Ahora bien, ¿son todas las identidades nacionales iguales? ¿Podemos aceptar todas sus justificaciones, su defensa de lo que es patria, su relación con las otras comunidades nacionales simplemente por ser una identidad nacional más? Hace unos días tuve la oportunidad de ver ‘The Debt’ (‘La deuda’). En medio de esta película extraordinaria se produce un diálogo estremecedor (de hecho, un monólogo si consideramos sólo la parte verbal) entre el médico nazi secuestrado por el Mossad y uno de los agentes de la agencia de espionaje israelí. El primero, sumergido en el resentimiento de la derrota alemana de 1918 (y 1945), utiliza todo el lenguaje de la dominación para exasperar y humillar al segundo: le recuerda la falta de resistencia del pueblo judío durante el Holocausto, su disolución en un conjunto de átomos individuales, incapaces de coordinarse, la ausencia de una masa crítica de héroes dispuestos a inmolarse por su pueblo y, en definitiva, su co-participación con sus verdugos en aquel sacrificio inenarrable.
En una palabra, contra lo que algunas almas llenas de buena voluntad defienden en nombre de la neutralidad normativa, hay identidades nacionales envenenadas, construidas sobre la mentira y sobre el resentimiento, y, por tanto, indignas y necesitadas de reforma. Por ello, los alemanes han inventado, de la mano de Habermas, el concepto de “patriotismo constitucional”. Un patriotismo, sin embargo, que no tiene nada que ver con el concepto de los ciudadanos revolucionarios del año 1789 porque no pretende, en ningún caso, rehacer el mundo bajo un solo Estado. La propuesta habermasiana fue simplemente un concepto elaborado para reconciliar a los alemanes con la posibilidad de seguir siendo alemanes.

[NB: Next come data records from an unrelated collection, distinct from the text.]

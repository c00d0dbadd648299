//! Centralised retext user-directory resolution.
//!
//! When `RETEXT_HOME` is set, it replaces **all** platform-native user
//! directories (config, data).
//!
//! Priority for the user-level base directory:
//!   1. `RETEXT_HOME` env var (if set and non-empty)
//!   2. platform default via `dirs`
//!
//! For the history slot, an additional override applies on top:
//!   1. `RETEXT_HISTORY_PATH` env var  (highest priority)
//!   2. `RETEXT_HOME`                  (if set)
//!   3. `dirs::data_local_dir().map(|d| d.join("retext"))`

use std::path::PathBuf;

/// File name of the persisted history slot. Versioned so a future format
/// change can migrate by writing a new slot alongside the old one.
pub const HISTORY_SLOT_FILE: &str = "history.v1.json";

/// Shared resolution logic: return the `RETEXT_HOME` path when set and
/// non-empty, otherwise fall through to the platform-native `dirs_fallback`.
fn resolve_user_path(dirs_fallback: Option<PathBuf>) -> Option<PathBuf> {
    if let Ok(home) = std::env::var("RETEXT_HOME")
        && !home.is_empty()
    {
        return Some(PathBuf::from(home));
    }
    dirs_fallback
}

/// Returns the retext user-level base directory for config files.
///
/// When `RETEXT_HOME` is set (and non-empty), returns that path directly.
/// Otherwise returns `dirs::config_dir().map(|d| d.join("retext"))`.
pub fn user_dir() -> Option<PathBuf> {
    resolve_user_path(dirs::config_dir().map(|d| d.join("retext")))
}

/// Returns the base directory for data files (the history slot).
///
/// When `RETEXT_HOME` is set, identical to `user_dir()`.
/// Otherwise falls back to `dirs::data_local_dir().map(|d| d.join("retext"))`.
pub fn user_data_dir() -> Option<PathBuf> {
    resolve_user_path(dirs::data_local_dir().map(|d| d.join("retext")))
}

/// Returns the path of the persisted history slot: `RETEXT_HISTORY_PATH`
/// overrides; else `user_data_dir()/history.v1.json`.
pub fn history_path() -> Option<PathBuf> {
    if let Ok(p) = std::env::var("RETEXT_HISTORY_PATH")
        && !p.is_empty()
    {
        return Some(PathBuf::from(p));
    }
    user_data_dir().map(|d| d.join(HISTORY_SLOT_FILE))
}

/// Returns the path of the user config file: `user_dir()/config.toml`.
pub fn config_path() -> Option<PathBuf> {
    user_dir().map(|d| d.join("config.toml"))
}
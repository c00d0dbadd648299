/// Configuration for history retention. `None` keeps every record, matching
/// the storage model of the original slot; a value caps the list at the N
/// newest records, pruned on append.
#[derive(Debug, Clone, Default, PartialEq, Eq)]
pub struct HistoryConfig {
    pub retention: Option<u32>,
}

/// Private: parsed representation of a retext config file.
#[derive(serde::Deserialize, Default)]
struct RetextConfigFile {
    history: Option<HistorySection>,
}

#[derive(serde::Deserialize)]
struct HistorySection {
    retention: Option<u32>,
}

/// Read `[history] retention` from a TOML config file path. Returns `None`
/// on any error.
fn read_retention_from_config(path: &std::path::Path) -> Option<u32> {
    let content = std::fs::read_to_string(path).ok()?;
    let cfg: RetextConfigFile = toml::from_str(&content).ok()?;
    cfg.history?.retention
}

impl HistoryConfig {
    /// Load retention config using auto-detected paths. Priority:
    /// 1. `RETEXT_HISTORY_RETENTION` env var
    /// 2. `{config_dir}/retext/config.toml` `[history] retention`
    /// 3. Default: unlimited
    pub fn load() -> Self {
        let global = crate::paths::config_path();
        Self::load_from(global.as_deref())
    }

    /// Load retention config from an explicit path. Useful for testing.
    pub fn load_from(config_file: Option<&std::path::Path>) -> Self {
        let from_env = std::env::var("RETEXT_HISTORY_RETENTION")
            .ok()
            .and_then(|v| v.parse().ok());
        let from_file = config_file.and_then(read_retention_from_config);
        Self {
            retention: from_env.or(from_file),
        }
    }
}
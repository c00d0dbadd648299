use retext_transform::TransformResult;

/// Print a Serialize value as pretty JSON, logging errors to stderr.
pub fn print_json(value: &(impl serde::Serialize + ?Sized)) {
    match serde_json::to_string_pretty(value) {
        Ok(json) => println!("{json}"),
        Err(e) => eprintln!("[retext] JSON serialization error: {e}"),
    }
}

/// Render a transform result: output on stdout, note as a `[retext]`
/// diagnostic on stderr. Empty output renders the note alone, so the
/// prompt/privacy paths never print a blank line.
pub fn render_result(result: &TransformResult) {
    if result.output.is_empty() {
        if result.note.is_empty() {
            eprintln!("[retext] no result");
        } else {
            eprintln!("[retext] {}", result.note);
        }
        return;
    }
    println!("{}", result.output);
    if !result.note.is_empty() {
        eprintln!("[retext] {}", result.note);
    }
}
pub mod config;
mod store;
mod types;

pub use config::HistoryConfig;
pub use store::HistorySlot;
pub use types::HistoryRecord;

use crate::paths;

/// Returns the slot bound to the configured history path, or `None` when no
/// user directory can be determined.
pub fn default_slot() -> Option<HistorySlot> {
    paths::history_path().map(HistorySlot::new)
}

/// Current wall-clock time as epoch milliseconds.
#[allow(clippy::cast_possible_truncation, clippy::cast_sign_loss)]
pub fn now_ms() -> i64 {
    std::time::SystemTime::now()
        .duration_since(std::time::UNIX_EPOCH)
        .map_or(0, |d| d.as_millis().min(i64::MAX as u128) as i64)
}

/// Append `record` to the slot and persist, applying the retention cap when
/// one is configured (oldest records pruned first).
///
/// # Errors
/// Returns an error if the save fails.
pub fn append(
    slot: &HistorySlot,
    record: HistoryRecord,
    config: &HistoryConfig,
) -> anyhow::Result<()> {
    let mut records = slot.load();
    records.push(record);
    if let Some(keep) = config.retention {
        let keep = usize::try_from(keep).unwrap_or(usize::MAX);
        if records.len() > keep {
            let excess = records.len() - keep;
            records.drain(..excess);
        }
    }
    slot.save(&records)
}

/// Remove every record matching the (input, output, timestamp) triple
/// exactly and persist the remainder. Returns how many were removed.
///
/// Millisecond timestamps make full-triple ties unlikely but not
/// impossible; ties are removed together, as documented.
///
/// # Errors
/// Returns an error if the save fails.
pub fn remove(
    slot: &HistorySlot,
    input: &str,
    output: &str,
    timestamp_ms: i64,
) -> anyhow::Result<usize> {
    let mut records = slot.load();
    let before = records.len();
    records.retain(|r| !r.matches(input, output, timestamp_ms));
    let removed = before - records.len();
    if removed > 0 {
        slot.save(&records)?;
    }
    Ok(removed)
}

/// A reversed copy of the persisted list (newest first). The persisted
/// order is untouched.
pub fn newest_first(slot: &HistorySlot) -> Vec<HistoryRecord> {
    let mut records = slot.load();
    records.reverse();
    records
}

/// Persist an empty list.
///
/// # Errors
/// Returns an error if the save fails.
pub fn clear(slot: &HistorySlot) -> anyhow::Result<()> {
    slot.save(&[])
}

/// Record a transform result to history, swallowing errors unless
/// `RETEXT_DEBUG` is set. Used on the run path, where a full history slot
/// or read-only disk must not disturb the rendered result.
pub fn try_append(record: HistoryRecord) {
    let Some(slot) = default_slot() else {
        return;
    };
    let config = HistoryConfig::load();
    if let Err(e) = append(&slot, record, &config)
        && std::env::var("RETEXT_DEBUG").is_ok()
    {
        eprintln!("[retext] history error (append): {e:#}");
    }
}
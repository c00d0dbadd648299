use super::*;

// --- path selection ---

#[test]
fn keyword_with_enough_tokens_takes_problem_path() {
    let result = apply("our users keep hitting a login error daily");
    assert!(result.output.starts_with("Problem — "));
    assert_eq!(result.note, SUGGESTIONS_NOTE);
}

#[test]
fn exactly_four_tokens_falls_back_to_reversal() {
    // Keyword present, but the heuristic requires more than 4 tokens.
    let result = apply("users report an error");
    assert_eq!(result.output, "error an report users");
    assert_eq!(result.note, "Reversed 4 word(s)");
}

#[test]
fn five_tokens_without_keyword_falls_back_to_reversal() {
    let result = apply("the cat sat on mats");
    assert_eq!(result.output, "mats on sat cat the");
}

#[test]
fn keywords_match_case_insensitively() {
    let result = apply("URGENT: Users CONFUSING the checkout page daily");
    assert_eq!(result.note, SUGGESTIONS_NOTE);
}

#[test]
fn keyword_must_be_a_whole_word() {
    // "needless" and "helpful" contain keywords as substrings only.
    let result = apply("a needless yet helpful turn of phrase");
    assert_eq!(result.note, "Reversed 7 word(s)");
}

// --- worked example ---

#[test]
fn login_flow_example_produces_summary_and_suggestions() {
    let result = apply("I need help, users are confused about the login flow.");
    assert!(
        result
            .output
            .starts_with("Problem — I need help, users are confused about the login flow"),
        "unexpected output: {}",
        result.output
    );
    assert!(result.output.contains("\n\nSuggestions:\n- "));
    assert!(
        result
            .output
            .contains("Run a 5-user usability test targeting the main flow causing confusion.")
    );
    assert!(
        result
            .output
            .contains("Add in-product hints for the specific step where users drop off.")
    );
    assert!(
        result
            .output
            .contains("Measure success with a short A/B experiment over 2 weeks.")
    );
    assert_eq!(result.note, SUGGESTIONS_NOTE);
}

// --- summary extraction ---

#[test]
fn summary_stops_at_first_terminator_followed_by_whitespace() {
    let result = apply("The signup flow is confusing on step two. Everything after this is dropped.");
    assert!(
        result
            .output
            .starts_with("Problem — The signup flow is confusing on step two")
    );
    assert!(!result.output.contains("Everything after"));
}

#[test]
fn question_mark_terminates_the_summary() {
    let result = apply("Why do users fail here? The rest is ignored entirely.");
    assert!(result.output.starts_with("Problem — Why do users fail here"));
    assert!(!result.output.contains("rest is ignored"));
}

#[test]
fn trailing_terminator_without_whitespace_is_kept() {
    // No "[.?!]\s" match, so the whole string is the summary.
    let result = apply("I need help, users are confused about the login flow.");
    let first_line = result.output.lines().next().unwrap_or_default();
    assert!(first_line.ends_with("login flow."));
}

#[test]
fn long_summary_is_truncated_with_ellipsis() {
    let filler = "word ".repeat(40);
    let input = format!("users hit a problem {filler}end");
    let result = apply(&input);

    let first_line = result.output.lines().next().unwrap_or_default();
    let summary = first_line.trim_start_matches("Problem — ");
    assert!(summary.ends_with("..."), "summary not truncated: {summary}");
    assert_eq!(summary.chars().count(), 120);
}

#[test]
fn summary_at_exactly_120_chars_is_not_truncated() {
    // "users need help today " is 22 chars; 98 more lands exactly on 120.
    let body = "a".repeat(98);
    let input = format!("users need help today {body}");
    assert_eq!(input.chars().count(), 120);

    let result = apply(&input);
    let first_line = result.output.lines().next().unwrap_or_default();
    let summary = first_line.trim_start_matches("Problem — ");
    assert_eq!(summary.chars().count(), 120);
    assert!(!summary.ends_with("..."));
}
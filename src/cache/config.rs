//! Page cache settings.

use std::num::NonZeroUsize;
use std::time::Duration;

const DEFAULT_REVALIDATE: Duration = Duration::from_secs(60);
const DEFAULT_CAPACITY: usize = 256;

#[derive(Debug, Clone, Copy, PartialEq, Eq)]
pub struct PageCacheConfig {
    pub enabled: bool,
    /// How long a rendered page is served before the next request regenerates it.
    pub revalidate: Duration,
    pub capacity: NonZeroUsize,
}

impl Default for PageCacheConfig {
    fn default() -> Self {
        Self {
            enabled: true,
            revalidate: DEFAULT_REVALIDATE,
            capacity: NonZeroUsize::new(DEFAULT_CAPACITY).unwrap_or(NonZeroUsize::MIN),
        }
    }
}

impl PageCacheConfig {
    pub fn disabled() -> Self {
        Self {
            enabled: false,
            ..Self::default()
        }
    }
}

Muchos españoles aún no lo han entendido. No ha habido ningún esfuerzo para ajustar cuentas con el pasado, para pedir, públicamente, perdón por los crímenes horrorosos que se cometieron no hace mucho (entre izquierdas y derechas y, sobre todo, del centro hacia su periferia). La utilización del patriotismo constitucional en España es, entonces, un hecho absolutamente trágico, la consagración de una mentira. En Alemania el concepto nació de un acto de contrición. En España lo utilizan para esconder la imposibilidad de arrepentimiento. Por ello, el discurso de los medios públicos españoles da asco. Al resentimiento por todas los fracasos históricos de aquella entidad que fue un imperio, se añade la necesidad de encontrar y rematar al extranjero, al otro, al chivo expiatorio. ¿Cómo hay que entender si no las declaraciones y actitudes, de colores propios del último Goya, que escuchamos en ‘Spain’ s Secret Conflict ‘ , un documental de una fuerza cortante sobre el problema Cataluña-España?